В конце концов я начинаю клевать носом, и мне уже не уследить за нитью его рассказа. Он ведет меня спать в комнату размером с мою квартиру, где есть ванная с туалетом и отдельной душевой кабиной; из окна комнаты — вид на мост. С такой высоты и под таким углом мне не удается разглядеть, что это за мост. А еще в спальне стоят две кровати и комод, на одной из кроватей я замечаю халат и новую пижаму.
— Вещей у тебя с собой немного, — улыбается док. — В комоде есть кое-какая одежда, а в ванной найдешь все необходимое. Если что-нибудь понадобится — скажи.
— Обязательно, — отвечаю я, и он желает мне спокойной ночи и закрывает за собой дверь.
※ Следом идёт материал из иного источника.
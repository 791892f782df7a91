//! Showroom Scene - Bevy plugins for the vehicle viewer
//!
//! This crate turns a [`showroom_core::ViewerSession`] into a rendered scene:
//! glTF loading through the asset server, grounding and framing of the
//! spawned hierarchy, live recoloring, the orbit camera, and the stage.

pub mod camera;
pub mod controller;
pub mod models;
pub mod normalize;
pub mod recolor;
pub mod stage;
pub mod types;

use bevy::prelude::*;

/// Per-frame order of the viewer systems
#[derive(SystemSet, Debug, Clone, Copy, PartialEq, Eq, Hash)]
pub enum ShowroomSystems {
    /// Navigation, retry, and color requests
    Requests,
    /// Poll pending glTF loads
    Load,
    /// Ground and frame newly spawned models
    Normalize,
    /// Apply session events to the scene
    Dispatch,
    /// Repaint the model
    Recolor,
    /// Move the orbit camera
    Camera,
}

/// Plugin that sets up the viewer scene
pub struct ShowroomScenePlugin;

impl Plugin for ShowroomScenePlugin {
    fn build(&self, app: &mut App) {
        app.configure_sets(
            Update,
            (
                ShowroomSystems::Requests,
                ShowroomSystems::Load,
                ShowroomSystems::Normalize,
                ShowroomSystems::Dispatch,
                ShowroomSystems::Recolor,
                ShowroomSystems::Camera,
            )
                .chain(),
        )
        .add_plugins(models::ModelsPlugin)
        .add_plugins(controller::ControllerPlugin)
        .add_plugins(normalize::NormalizePlugin)
        .add_plugins(recolor::RecolorPlugin)
        .add_plugins(camera::CameraPlugin)
        .add_plugins(stage::StagePlugin);
    }
}

// Re-export commonly used types
pub use camera::{MainCamera, OrbitCamera};
pub use models::ModelCache;
pub use stage::{GroundPlane, StageSettings};
pub use types::*;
Я сажусь на край кровати, и толстый ковер под босыми ногами пружинит, как матрас. Голова кружится — из-за выпитого вина, прожитого дня и, может, вообще из-за того, что я столько времени был в отключке, пока росло мое лицо. Наконец я встаю, иду в ванную и заставляю себя посмотреться в зеркало. Да уж. Лучше. Похож на человека. Еще не совсем, правда, но близко. Там есть зубная паста и все такое прочее, но я иду прямиком в постель. И вот что странно. Когда я натягиваю на себя одеяло, уже в полудреме, ко мне вдруг приходит мысль, что это чья-то комната. Не комната для гостей. Здесь кто-то спит. И я не знаю, откуда взялась такая уверенность, — ведь здесь нет никакой другой одежды и никаких посторонних вещей. Но я просто знаю.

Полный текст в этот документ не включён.